### What you should do
Beneath this task are records; state how many of their lines hold the word "file", and nothing else.

### Extracted data

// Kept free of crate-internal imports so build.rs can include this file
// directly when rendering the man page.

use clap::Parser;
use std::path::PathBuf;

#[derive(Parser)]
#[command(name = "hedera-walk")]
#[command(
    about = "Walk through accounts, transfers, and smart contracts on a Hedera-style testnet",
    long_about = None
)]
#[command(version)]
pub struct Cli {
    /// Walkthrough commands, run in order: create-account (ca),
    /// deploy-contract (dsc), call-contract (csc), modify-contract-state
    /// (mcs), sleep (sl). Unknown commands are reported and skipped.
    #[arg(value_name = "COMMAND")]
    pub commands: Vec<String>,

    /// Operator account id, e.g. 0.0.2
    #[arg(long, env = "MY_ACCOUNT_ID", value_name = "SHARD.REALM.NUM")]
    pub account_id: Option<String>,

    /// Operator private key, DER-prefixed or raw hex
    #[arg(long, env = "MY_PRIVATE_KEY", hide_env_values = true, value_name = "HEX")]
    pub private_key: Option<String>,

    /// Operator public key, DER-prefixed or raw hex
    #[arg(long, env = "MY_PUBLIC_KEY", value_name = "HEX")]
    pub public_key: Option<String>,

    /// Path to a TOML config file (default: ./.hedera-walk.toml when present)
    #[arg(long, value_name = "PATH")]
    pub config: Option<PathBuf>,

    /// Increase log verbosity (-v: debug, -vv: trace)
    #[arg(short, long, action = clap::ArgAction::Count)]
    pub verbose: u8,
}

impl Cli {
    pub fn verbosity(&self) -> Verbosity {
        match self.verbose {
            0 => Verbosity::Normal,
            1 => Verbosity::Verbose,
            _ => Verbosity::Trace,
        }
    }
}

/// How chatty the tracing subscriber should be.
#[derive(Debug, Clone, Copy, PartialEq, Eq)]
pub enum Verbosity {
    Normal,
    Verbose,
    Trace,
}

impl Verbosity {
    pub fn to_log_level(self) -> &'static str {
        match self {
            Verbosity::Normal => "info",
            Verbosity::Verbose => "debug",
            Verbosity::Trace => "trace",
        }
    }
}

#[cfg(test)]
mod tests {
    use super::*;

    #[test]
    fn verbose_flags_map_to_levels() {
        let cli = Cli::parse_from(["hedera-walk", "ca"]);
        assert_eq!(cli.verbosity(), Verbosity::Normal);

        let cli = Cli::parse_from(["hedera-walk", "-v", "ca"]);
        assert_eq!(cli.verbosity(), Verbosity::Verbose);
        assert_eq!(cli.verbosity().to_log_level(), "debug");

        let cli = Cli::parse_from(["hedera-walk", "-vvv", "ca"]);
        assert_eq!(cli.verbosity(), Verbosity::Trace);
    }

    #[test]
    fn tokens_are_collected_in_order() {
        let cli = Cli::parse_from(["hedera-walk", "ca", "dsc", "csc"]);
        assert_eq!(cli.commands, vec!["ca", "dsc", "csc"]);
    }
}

### Finished task
2